Instructions for the task
Among the records, how many lines carry the string "does"? Give that number with nothing added.

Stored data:
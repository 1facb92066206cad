//! Command implementations for effconf-cli

pub mod completions;
pub mod get;
pub mod profile;
pub mod show;
pub mod sources;

pub use completions::run_completions;
pub use get::run_get;
pub use profile::run_profile;
pub use show::{ShowOptions, run_show};
pub use sources::run_sources;
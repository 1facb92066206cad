use criterion::{Criterion, black_box, criterion_group, criterion_main};
use effconf_core::{EffectiveConfig, KeyPrefix, PropertySource, merge, ordinal};

fn sample_sources(keys: usize) -> Vec<PropertySource> {
    let tiers = [
        ("forced", ordinal::FORCED),
        ("system", ordinal::SYSTEM),
        ("environment", ordinal::ENVIRONMENT),
        ("build", ordinal::BUILD),
        ("application.yaml", ordinal::APPLICATION_YAML),
        ("application.properties", ordinal::APPLICATION_PROPERTIES),
    ];
    tiers
        .iter()
        .enumerate()
        .map(|(tier, (name, ordinal))| {
            PropertySource::from_pairs(
                *name,
                *ordinal,
                (0..keys).filter(|i| i % (tier + 1) == 0).flat_map(|i| {
                    [
                        (
                            format!("quarkus.section{}.key{i}", i % 13),
                            format!("{name}-{i}"),
                        ),
                        (
                            format!("%dev.quarkus.section{}.key{i}", i % 13),
                            format!("{name}-dev-{i}"),
                        ),
                    ]
                }),
            )
        })
        .collect()
}

fn merge_benchmark(c: &mut Criterion) {
    let sources = sample_sources(1000);
    c.bench_function("merge (6 sources, dev profile)", |b| {
        b.iter(|| merge(black_box(&sources), black_box("dev")))
    });
}

fn effective_config_benchmark(c: &mut Criterion) {
    let sources = sample_sources(1000);
    let prefix = KeyPrefix::default();
    c.bench_function("EffectiveConfig::from_sources (with origins)", |b| {
        b.iter(|| EffectiveConfig::from_sources(black_box(&sources), "dev", &prefix))
    });
}

criterion_group!(benches, merge_benchmark, effective_config_benchmark);
criterion_main!(benches);
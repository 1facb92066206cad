//! [`TestProject`] builder for configuration resolution scenarios.

use std::fs;
use std::path::{Path, PathBuf};
use tempfile::TempDir;

/// Default resource directory, relative to the project root.
pub const RESOURCES: &str = "src/main/resources";

/// A temporary project directory with helpers for laying out the files a
/// resolver looks at.
///
/// # Example
///
/// ```rust,no_run
/// use effconf_test_utils::TestProject;
///
/// let project = TestProject::new()
///     .with_resource("application.properties", "quarkus.http.port=8080\n")
///     .with_dotenv("QUARKUS_HTTP_PORT=9090\n");
/// project.assert_file_exists(".env");
/// ```
pub struct TestProject {
    temp_dir: TempDir,
}

impl Default for TestProject {
    fn default() -> Self {
        Self::new()
    }
}

impl TestProject {
    /// Create an empty temporary project.
    pub fn new() -> Self {
        Self {
            temp_dir: TempDir::new().unwrap(),
        }
    }

    /// Return the project root.
    pub fn root(&self) -> &Path {
        self.temp_dir.path()
    }

    /// Absolute path of `relative` inside the project.
    pub fn path(&self, relative: &str) -> PathBuf {
        self.root().join(relative)
    }

    /// Write `content` to `relative`, creating parent directories.
    pub fn write(&self, relative: &str, content: &str) -> PathBuf {
        let path = self.path(relative);
        if let Some(parent) = path.parent() {
            fs::create_dir_all(parent).unwrap();
        }
        fs::write(&path, content)
            .unwrap_or_else(|e| panic!("Could not write {}: {e}", path.display()));
        path
    }

    /// Write a file into the default resource directory.
    pub fn with_resource(self, name: &str, content: &str) -> Self {
        self.write(&format!("{RESOURCES}/{name}"), content);
        self
    }

    /// Write a file into an arbitrary resource directory.
    pub fn with_resource_in(self, dir: &str, name: &str, content: &str) -> Self {
        self.write(&format!("{dir}/{name}"), content);
        self
    }

    /// Write a file into the project `config/` directory.
    pub fn with_project_config(self, name: &str, content: &str) -> Self {
        self.write(&format!("config/{name}"), content);
        self
    }

    pub fn with_gradle_properties(self, content: &str) -> Self {
        self.write("gradle.properties", content);
        self
    }

    pub fn with_dotenv(self, content: &str) -> Self {
        self.write(".env", content);
        self
    }

    /// Assert that `path` (relative to the project root) exists.
    ///
    /// # Panics
    /// Panics with a descriptive message if the path does not exist.
    pub fn assert_file_exists(&self, path: &str) {
        let full_path = self.path(path);
        assert!(
            full_path.exists(),
            "Expected file to exist: {}",
            full_path.display()
        );
    }

    /// Assert that the file at `path` (relative to root) contains `content`.
    ///
    /// # Panics
    /// Panics if the file cannot be read or does not contain `content`.
    pub fn assert_file_contains(&self, path: &str, content: &str) {
        let full_path = self.path(path);
        let file_content = fs::read_to_string(&full_path)
            .unwrap_or_else(|_| panic!("Could not read file: {}", full_path.display()));
        assert!(
            file_content.contains(content),
            "File {} does not contain expected content.\nExpected: {}\nActual: {}",
            full_path.display(),
            content,
            file_content
        );
    }
}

Result below
3